AN EDUCATION
** SPOILERS **
Lovely, clever, charming film about a lovely, clever, charming English school girl, played by Carey Mulligan, meeting an affluent older playboy, played by Peter Sarsgaard, who broadens her horizons in ways she only dreamed of. An Education is a persuasive time machine, whisking the audience to London, Oxford, and Paris circa 1961, the glamorous dawn of the jet age in Europe. On the outset, An Education seems to be a forbidden romance between Mulligan and Sarsgaard but it's no such thing. Indeed, beyond infatuation and sexual desire on Sarsgaard's part, there's hardly a love story between the two leads, with Mulligan regarding Sarsgaard more as a practical choice and gateway to a more rewarding, glamorous life. The true romance of An Education is between Mulligan and the potential of a whole world of possibilities in life that bloom for her. An Education is effusive with the issues of status and class, as well as the choices and disappointments Mulligan faces as a girl growing up in post-war England. It's difficult to blame Mulligan's infatuation with the jet-set lifestyle of posh restaurants, jazz clubs, and jaunts to Paris seductively offered by Sarsgaard when it all seems to come so easily, compared to how dreadfully dull matriculating at Oxford and studying English seems by comparison. That Sarsgaard he isn't quite all he seems to be is obvious from the start.

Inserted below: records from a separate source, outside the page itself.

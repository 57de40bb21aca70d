use chrono::{DateTime, Utc};
use futures_util::stream::{self, StreamExt};
use std::time::Duration;
use uuid::Uuid;

use crate::core::{
    filters::{mutual_candidate_pairs, passes_thresholds, validate_inventory},
    pricing::PricingResolver,
    scoring::{calculate_trade_score, confidence_tier, MutualInterest, PairContext},
};
use crate::models::{
    Card, MatchStatus, MatchThresholds, ScoringWeights, TradeMatch, UserInventory,
};

/// Live price lookups in flight at once during a run
pub const DEFAULT_LOOKUP_CONCURRENCY: usize = 8;

/// Each candidate pair prices both of its cards concurrently
const LOOKUPS_PER_PAIR: usize = 2;

/// Upper bound on the scoring phase of a run
pub const DEFAULT_RUN_TIMEOUT: Duration = Duration::from_secs(30);

/// Result of the matching process
#[derive(Debug, Default)]
pub struct MatchResult {
    pub matches: Vec<TradeMatch>,
    /// Candidate pairs that passed the mutual-interest pre-filter
    pub total_candidates: usize,
    pub counterparties_scanned: usize,
    pub counterparties_skipped: usize,
    /// The run deadline expired and `matches` holds only the pairs scored before it
    pub timed_out: bool,
}

/// A trade card of mine against a trade card of theirs, wanted both ways
#[derive(Debug, Clone, Copy)]
struct CandidatePair<'a> {
    my_card: &'a Card,
    their_card: &'a Card,
    counterparty: &'a UserInventory,
}

/// Main discovery orchestrator
///
/// # Pipeline Stages
/// 1. Counterparty validation (malformed records are logged and skipped)
/// 2. Mutual-interest pre-filter on fuzzy card names
/// 3. Price resolution and factor scoring, with bounded lookup concurrency
/// 4. Threshold filtering, ranking and truncation
#[derive(Debug, Clone)]
pub struct Matcher {
    weights: ScoringWeights,
    pricing: PricingResolver,
    lookup_concurrency: usize,
    run_timeout: Duration,
}

impl Matcher {
    pub fn new(weights: ScoringWeights, pricing: PricingResolver) -> Self {
        Self {
            weights,
            pricing,
            lookup_concurrency: DEFAULT_LOOKUP_CONCURRENCY,
            run_timeout: DEFAULT_RUN_TIMEOUT,
        }
    }

    /// Cap on live lookups in flight; raised to two so one pair can still be priced
    pub fn with_lookup_concurrency(mut self, lookup_concurrency: usize) -> Self {
        self.lookup_concurrency = lookup_concurrency.max(LOOKUPS_PER_PAIR);
        self
    }

    pub fn with_run_timeout(mut self, run_timeout: Duration) -> Self {
        self.run_timeout = run_timeout;
        self
    }

    /// Find ranked trade matches for `me` among `counterparties`
    ///
    /// Empty own lists or no usable counterparties give an empty result, not
    /// an error. Output order is deterministic for identical inputs: score
    /// descending, then mutual benefit descending, then discovery order.
    pub async fn find_matches(
        &self,
        me: &UserInventory,
        counterparties: &[UserInventory],
        thresholds: &MatchThresholds,
    ) -> MatchResult {
        let mut result = MatchResult::default();

        if !me.is_tradeable() {
            tracing::debug!("User {} has no trade or no want cards, nothing to match", me.user_id);
            return result;
        }

        // Stages 1 & 2: validate counterparties and collect mutual pairs
        let mut pairs: Vec<CandidatePair<'_>> = Vec::new();
        for counterparty in counterparties {
            if counterparty.user_id == me.user_id || !counterparty.is_tradeable() {
                continue;
            }
            result.counterparties_scanned += 1;

            if let Err(e) = validate_inventory(counterparty) {
                tracing::warn!("Skipping counterparty {}: {}", counterparty.user_id, e);
                result.counterparties_skipped += 1;
                continue;
            }

            pairs.extend(
                mutual_candidate_pairs(me, counterparty, thresholds.similarity_threshold)
                    .into_iter()
                    .map(|(my_card, their_card)| CandidatePair {
                        my_card,
                        their_card,
                        counterparty,
                    }),
            );
        }

        result.total_candidates = pairs.len();
        if pairs.is_empty() {
            return result;
        }

        tracing::debug!(
            "Scoring {} candidate pairs for {} across {} counterparties",
            pairs.len(),
            me.user_id,
            result.counterparties_scanned
        );

        // Stage 3: resolve prices and score, order preserved
        let created_at = Utc::now();
        let evaluations = stream::iter(pairs)
            .map(|pair| self.evaluate_pair(pair, me, thresholds, created_at))
            .buffered(self.lookup_concurrency / LOOKUPS_PER_PAIR);
        let mut evaluations = std::pin::pin!(evaluations);

        let deadline = tokio::time::Instant::now() + self.run_timeout;
        loop {
            match tokio::time::timeout_at(deadline, evaluations.next()).await {
                Ok(Some(Some(trade_match))) => result.matches.push(trade_match),
                Ok(Some(None)) => {}
                Ok(None) => break,
                Err(_) => {
                    tracing::warn!(
                        "Discovery for {} hit the {:?} run timeout, keeping {} scored matches",
                        me.user_id,
                        self.run_timeout,
                        result.matches.len()
                    );
                    result.timed_out = true;
                    break;
                }
            }
        }

        // Stage 4: rank by score, then mutual benefit
        result.matches.sort_by(|a, b| {
            b.match_score
                .partial_cmp(&a.match_score)
                .unwrap_or(std::cmp::Ordering::Equal)
                .then_with(|| {
                    b.mutual_benefit_score
                        .partial_cmp(&a.mutual_benefit_score)
                        .unwrap_or(std::cmp::Ordering::Equal)
                })
        });
        result.matches.truncate(thresholds.max_results);

        result
    }

    /// Price and score one pair; `None` when it fails a threshold
    async fn evaluate_pair(
        &self,
        pair: CandidatePair<'_>,
        me: &UserInventory,
        thresholds: &MatchThresholds,
        created_at: DateTime<Utc>,
    ) -> Option<TradeMatch> {
        let prices = self.pricing.resolve(pair.my_card, pair.their_card).await;
        let counterparty = pair.counterparty.profile.as_ref();

        let ctx = PairContext {
            my_card: pair.my_card,
            their_card: pair.their_card,
            counterparty,
            prices: &prices,
            interest: MutualInterest::MUTUAL,
            value_tolerance: thresholds.value_tolerance,
            my_tolerance: me
                .profile
                .as_ref()
                .map_or(thresholds.value_tolerance, |p| p.min_trade_value),
            their_tolerance: counterparty.map_or(thresholds.value_tolerance, |p| p.min_trade_value),
        };

        let score = calculate_trade_score(&ctx, &self.weights);
        let value_difference = prices.value_difference();

        if !passes_thresholds(score.overall, value_difference, thresholds) {
            tracing::trace!(
                "Dropped pair {} <-> {} (score {}, difference {:.2})",
                pair.my_card.id,
                pair.their_card.id,
                score.overall,
                value_difference
            );
            return None;
        }

        Some(TradeMatch {
            id: Uuid::new_v4(),
            user1_id: me.user_id.clone(),
            user2_id: pair.counterparty.user_id.clone(),
            user1_card_id: pair.my_card.id.clone(),
            user2_card_id: pair.their_card.id.clone(),
            user1_card_name: pair.my_card.name.clone(),
            user2_card_name: pair.their_card.name.clone(),
            counterparty_name: counterparty.map(|p| p.display_name.clone()),
            match_score: score.overall,
            value_difference,
            mutual_benefit_score: score.mutual_benefit,
            confidence: confidence_tier(score.overall, score.mutual_benefit),
            status: MatchStatus::Pending,
            score,
            pricing: prices,
            created_at,
        })
    }
}
// Service exports
pub mod appwrite;
pub mod cache;
pub mod inventory;
pub mod postgres;
pub mod pricing;
pub mod store;

pub use appwrite::{AppwriteClient, AppwriteCollections, AppwriteError};
pub use cache::{CacheError, CacheKey, CacheManager};
pub use inventory::{InMemoryInventory, InventoryError, InventoryProvider};
pub use postgres::{PostgresClient, PostgresError};
pub use pricing::{CachedPricingOracle, DisabledPricing, FixedPriceOracle, PokemonTcgClient};
pub use store::{InMemoryMatchStore, MatchStore, StoreError};
use crate::models::{Card, Condition, Confidence, ResolvedPrices, ScoringWeights, TradeScore, UserProfile};

/// Characters whose cards have historically traded at a premium
pub const HIGH_DEMAND_NAMES: &[&str] = &[
    "charizard", "pikachu", "mewtwo", "mew", "lugia", "rayquaza", "umbreon",
    "gengar", "blastoise", "venusaur", "eevee", "gyarados", "dragonite", "greninja",
];

/// Sets whose cards have historically held value
pub const VALUABLE_SETS: &[&str] = &[
    "base set", "jungle", "fossil", "team rocket", "neo genesis", "gym heroes",
    "skyridge", "hidden fates", "shining fates", "evolving skies", "celebrations",
    "crown zenith",
];

/// Special-variant markers, matched as whole words
pub const VARIANT_MARKERS: &[&str] = &["ex", "gx", "v", "vmax"];

/// Premium finish markers, matched as whole words
pub const FINISH_MARKERS: &[&str] = &["holo", "shiny", "secret", "rainbow"];

/// Score given to a pair whose price is unknown on either side
pub const NEUTRAL_VALUE_SCORE: f64 = 50.0;

/// Reputation score for a counterparty with no profile
pub const DEFAULT_REPUTATION_SCORE: f64 = 70.0;

/// Value-parity floor below the tolerance band
const VALUE_SCORE_FLOOR: f64 = 30.0;

/// Width of the linear band under the tolerance, in ratio percentage points
const TOLERANCE_BAND: f64 = 30.0;

/// Which way interest runs between the two parties
#[derive(Debug, Clone, Copy, PartialEq, Eq)]
pub struct MutualInterest {
    pub they_want_mine: bool,
    pub i_want_theirs: bool,
}

impl MutualInterest {
    pub const MUTUAL: MutualInterest = MutualInterest {
        they_want_mine: true,
        i_want_theirs: true,
    };
}

/// Value parity (0-100)
///
/// `ratio = min/max * 100`. At or above `tolerance` the score is 100; in the
/// 30-point band below it the score runs linearly from 70 to 100; further
/// down it falls linearly towards a floor of 30. Unknown prices score 50.
pub fn value_score(price_a: f64, price_b: f64, tolerance: f64) -> f64 {
    if !(price_a > 0.0 && price_b > 0.0) {
        return NEUTRAL_VALUE_SCORE;
    }

    let ratio = price_a.min(price_b) / price_a.max(price_b) * 100.0;
    if ratio >= tolerance {
        return 100.0;
    }

    let band_start = tolerance - TOLERANCE_BAND;
    if ratio >= band_start {
        return 70.0 + (ratio - band_start) / TOLERANCE_BAND * 30.0;
    }

    // band_start > ratio >= 0 here, so band_start is positive
    let score = VALUE_SCORE_FLOOR + (ratio / band_start) * (70.0 - VALUE_SCORE_FLOOR);
    score.clamp(VALUE_SCORE_FLOOR, 70.0)
}

/// Condition compatibility (0-100), symmetric
pub fn condition_score(a: Condition, b: Condition) -> f64 {
    let diff = (a.rank() as i32 - b.rank() as i32).unsigned_abs();
    match diff {
        0 => 100.0,
        1 => 85.0,
        2 => 70.0,
        _ => (70.0 - (diff as f64 - 2.0) * 15.0).max(50.0),
    }
}

/// True when `marker` appears as a whole word in `text`
fn has_token(text: &str, markers: &[&str]) -> bool {
    text.split(|c: char| !c.is_alphanumeric())
        .filter(|t| !t.is_empty())
        .any(|token| markers.contains(&token))
}

/// Rarity and demand for a single card (0-100)
pub fn card_rarity_score(card: &Card, price: f64) -> f64 {
    let name = card.name.to_lowercase();
    let set_name = card.set_name.trim().to_lowercase();
    let mut score: f64 = 60.0;

    if HIGH_DEMAND_NAMES.iter().any(|n| name.contains(n)) {
        score += 25.0;
    }
    if !set_name.is_empty() && VALUABLE_SETS.iter().any(|s| set_name.contains(s)) {
        score += 15.0;
    }
    if has_token(&name, VARIANT_MARKERS) {
        score += 20.0;
    }
    if has_token(&name, FINISH_MARKERS) {
        score += 10.0;
    }

    score += if price > 200.0 {
        15.0
    } else if price > 100.0 {
        10.0
    } else if price > 50.0 {
        5.0
    } else {
        0.0
    };

    score.min(100.0)
}

/// Rarity for a pair: the mean of both cards' scores
pub fn rarity_score(my_card: &Card, their_card: &Card, prices: &ResolvedPrices) -> f64 {
    (card_rarity_score(my_card, prices.my_price) + card_rarity_score(their_card, prices.their_price)) / 2.0
}

/// Counterparty reputation (0-100)
pub fn reputation_score(profile: Option<&UserProfile>) -> f64 {
    let Some(profile) = profile else {
        return DEFAULT_REPUTATION_SCORE;
    };

    let mut score: f64 = 70.0;

    score += match profile.total_trades {
        t if t > 50 => 20.0,
        t if t > 20 => 15.0,
        t if t > 10 => 10.0,
        t if t > 5 => 5.0,
        _ => 0.0,
    };

    let rate = profile.success_rate;
    score += if rate > 95.0 {
        15.0
    } else if rate > 90.0 {
        12.0
    } else if rate > 80.0 {
        8.0
    } else if rate > 70.0 {
        5.0
    } else {
        0.0
    };

    let reputation = profile.reputation_score;
    score += if reputation > 4.8 {
        10.0
    } else if reputation > 4.5 {
        8.0
    } else if reputation > 4.0 {
        5.0
    } else {
        0.0
    };

    score.min(100.0)
}

/// Mutual benefit (0-100)
///
/// Each party's tolerance is the smallest value, as a percentage of what they
/// give, they accept in return. Unknown prices satisfy neither side.
pub fn mutual_benefit_score(
    interest: MutualInterest,
    prices: &ResolvedPrices,
    my_tolerance: f64,
    their_tolerance: f64,
) -> f64 {
    match (interest.they_want_mine, interest.i_want_theirs) {
        (false, false) => 0.0,
        (true, false) | (false, true) => 40.0,
        (true, true) => {
            let (mine_ok, theirs_ok) = if prices.has_unknown() {
                (false, false)
            } else {
                (
                    prices.their_price / prices.my_price * 100.0 >= my_tolerance,
                    prices.my_price / prices.their_price * 100.0 >= their_tolerance,
                )
            };

            let bonus = match (mine_ok, theirs_ok) {
                (true, true) => 20.0,
                (true, false) | (false, true) => 10.0,
                (false, false) => 0.0,
            };

            (80.0_f64 + bonus).min(100.0)
        }
    }
}

/// Weighted combination, rounded and clamped to [0, 100]
pub fn overall_score(
    value: f64,
    mutual_benefit: f64,
    condition: f64,
    rarity: f64,
    reputation: f64,
    weights: &ScoringWeights,
) -> f64 {
    let total = value * weights.value
        + mutual_benefit * weights.mutual_benefit
        + condition * weights.condition
        + rarity * weights.rarity
        + reputation * weights.reputation;

    total.round().clamp(0.0, 100.0)
}

/// Display tier for an overall and mutual-benefit score
pub fn confidence_tier(overall: f64, mutual_benefit: f64) -> Confidence {
    if overall >= 70.0 && mutual_benefit >= 60.0 {
        Confidence::High
    } else if overall >= 50.0 && mutual_benefit >= 40.0 {
        Confidence::Medium
    } else {
        Confidence::Low
    }
}

/// Inputs for scoring one candidate pair
#[derive(Debug, Clone, Copy)]
pub struct PairContext<'a> {
    pub my_card: &'a Card,
    pub their_card: &'a Card,
    pub counterparty: Option<&'a UserProfile>,
    pub prices: &'a ResolvedPrices,
    pub interest: MutualInterest,
    pub value_tolerance: f64,
    pub my_tolerance: f64,
    pub their_tolerance: f64,
}

/// Calculate the full score breakdown for a candidate pair
pub fn calculate_trade_score(ctx: &PairContext<'_>, weights: &ScoringWeights) -> TradeScore {
    let value = value_score(ctx.prices.my_price, ctx.prices.their_price, ctx.value_tolerance);
    let condition = condition_score(ctx.my_card.condition, ctx.their_card.condition);
    let rarity = rarity_score(ctx.my_card, ctx.their_card, ctx.prices);
    let reputation = reputation_score(ctx.counterparty);
    let mutual_benefit =
        mutual_benefit_score(ctx.interest, ctx.prices, ctx.my_tolerance, ctx.their_tolerance);

    TradeScore {
        value,
        condition,
        rarity,
        reputation,
        mutual_benefit,
        overall: overall_score(value, mutual_benefit, condition, rarity, reputation, weights),
    }
}

#[cfg(test)]
mod tests {
    use super::*;
    use crate::models::{ListType, PriceSource};

    fn card(name: &str, set_name: &str) -> Card {
        Card {
            id: "c".to_string(),
            owner_id: "o".to_string(),
            name: name.to_string(),
            set_name: set_name.to_string(),
            card_number: None,
            rarity: None,
            condition: Condition::NearMint,
            quantity: 1,
            market_price: 0.0,
            list_type: ListType::Trade,
        }
    }

    fn prices(mine: f64, theirs: f64) -> ResolvedPrices {
        ResolvedPrices {
            my_price: mine,
            their_price: theirs,
            source: PriceSource::Estimated,
        }
    }

    #[test]
    fn test_value_score_bands() {
        assert_eq!(value_score(100.0, 100.0, 80.0), 100.0);
        assert_eq!(value_score(80.0, 100.0, 80.0), 100.0);
        // ratio 65: halfway through the band 50..80
        assert_eq!(value_score(65.0, 100.0, 80.0), 85.0);
        assert_eq!(value_score(50.0, 100.0, 80.0), 70.0);
        // ratio 25: halfway between 0 and the band start
        assert_eq!(value_score(25.0, 100.0, 80.0), 50.0);
        assert!(value_score(0.01, 100.0, 80.0) >= 30.0);
    }

    #[test]
    fn test_value_score_unknown_price_is_neutral() {
        assert_eq!(value_score(0.0, 0.0, 80.0), 50.0);
        assert_eq!(value_score(0.0, 25.0, 80.0), 50.0);
    }

    #[test]
    fn test_value_score_low_tolerance() {
        // the whole range sits inside the band when tolerance <= 30
        let score = value_score(1.0, 100.0, 20.0);
        assert!(score >= 30.0 && score <= 100.0);
        assert_eq!(value_score(20.0, 100.0, 20.0), 100.0);
    }

    #[test]
    fn test_condition_score_table() {
        assert_eq!(condition_score(Condition::Mint, Condition::Mint), 100.0);
        assert_eq!(condition_score(Condition::Mint, Condition::NearMint), 85.0);
        assert_eq!(condition_score(Condition::Mint, Condition::LightlyPlayed), 70.0);
        assert_eq!(condition_score(Condition::Mint, Condition::ModeratelyPlayed), 55.0);
        assert_eq!(condition_score(Condition::Mint, Condition::HeavilyPlayed), 50.0);
        assert_eq!(condition_score(Condition::Mint, Condition::Damaged), 50.0);
    }

    #[test]
    fn test_rarity_bonuses() {
        assert_eq!(card_rarity_score(&card("Bulbasaur", "Unknown Set"), 1.0), 60.0);
        assert_eq!(card_rarity_score(&card("Pikachu", ""), 1.0), 85.0);
        assert_eq!(card_rarity_score(&card("Bulbasaur", "Base Set"), 1.0), 75.0);
        assert_eq!(card_rarity_score(&card("Zoroark GX", ""), 1.0), 80.0);
        assert_eq!(card_rarity_score(&card("Zoroark Holo", ""), 60.0), 75.0);
        assert_eq!(card_rarity_score(&card("Charizard VMAX Rainbow", "Base Set"), 500.0), 100.0);
    }

    #[test]
    fn test_variant_markers_match_whole_words_only() {
        // "v" inside "Vulpix" or "ex" inside "Exeggcute" is not a marker
        assert_eq!(card_rarity_score(&card("Vulpix", ""), 1.0), 60.0);
        assert_eq!(card_rarity_score(&card("Exeggcute", ""), 1.0), 60.0);
        assert_eq!(card_rarity_score(&card("Zacian V", ""), 1.0), 80.0);
    }

    #[test]
    fn test_reputation_tiers() {
        assert_eq!(reputation_score(None), 70.0);

        let mut profile = UserProfile::new("u");
        assert_eq!(reputation_score(Some(&profile)), 70.0);

        profile.total_trades = 21;
        profile.success_rate = 91.0;
        profile.reputation_score = 4.6;
        assert_eq!(reputation_score(Some(&profile)), 100.0);

        profile.total_trades = 6;
        profile.success_rate = 71.0;
        profile.reputation_score = 4.0;
        assert_eq!(reputation_score(Some(&profile)), 80.0);
    }

    #[test]
    fn test_mutual_benefit() {
        let even = prices(20.0, 25.0);
        assert_eq!(
            mutual_benefit_score(MutualInterest { they_want_mine: false, i_want_theirs: false }, &even, 80.0, 80.0),
            0.0
        );
        assert_eq!(
            mutual_benefit_score(MutualInterest { they_want_mine: true, i_want_theirs: false }, &even, 80.0, 80.0),
            40.0
        );
        // 25/20 = 125% for me, 20/25 = 80% for them
        assert_eq!(mutual_benefit_score(MutualInterest::MUTUAL, &even, 80.0, 80.0), 100.0);
        assert_eq!(mutual_benefit_score(MutualInterest::MUTUAL, &even, 80.0, 90.0), 90.0);
        assert_eq!(mutual_benefit_score(MutualInterest::MUTUAL, &prices(0.0, 0.0), 80.0, 80.0), 80.0);
    }

    #[test]
    fn test_overall_and_confidence() {
        let weights = ScoringWeights::default();
        assert_eq!(overall_score(100.0, 100.0, 100.0, 85.0, 70.0, &weights), 93.0);
        assert_eq!(overall_score(0.0, 0.0, 0.0, 0.0, 0.0, &weights), 0.0);
        assert_eq!(overall_score(100.0, 100.0, 100.0, 100.0, 100.0, &weights), 100.0);

        assert_eq!(confidence_tier(70.0, 60.0), Confidence::High);
        assert_eq!(confidence_tier(69.0, 100.0), Confidence::Medium);
        assert_eq!(confidence_tier(70.0, 59.0), Confidence::Medium);
        assert_eq!(confidence_tier(50.0, 40.0), Confidence::Medium);
        assert_eq!(confidence_tier(49.0, 40.0), Confidence::Low);
        assert_eq!(confidence_tier(50.0, 39.0), Confidence::Low);
    }
}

Saarsgard comes off as such a forked-tongued snake oil salesman that it's no surprise when he turns out to be far less than ideal. The rather abrupt way the final few minutes of An Education wraps up the problems Mulligan faces is the film's only failing. The performances are terrific; the radiant, 25 year old Mulligan deserves her Best Actress Oscar nomination. Mulligan is ably supported by Olivia Williams as her English instructor, Emma Thompson as the headmistress of her school, and Alfred Molina as her stern but doting father who finds himself as charmed as his daughter is by Sarsgaard's savoir-faire.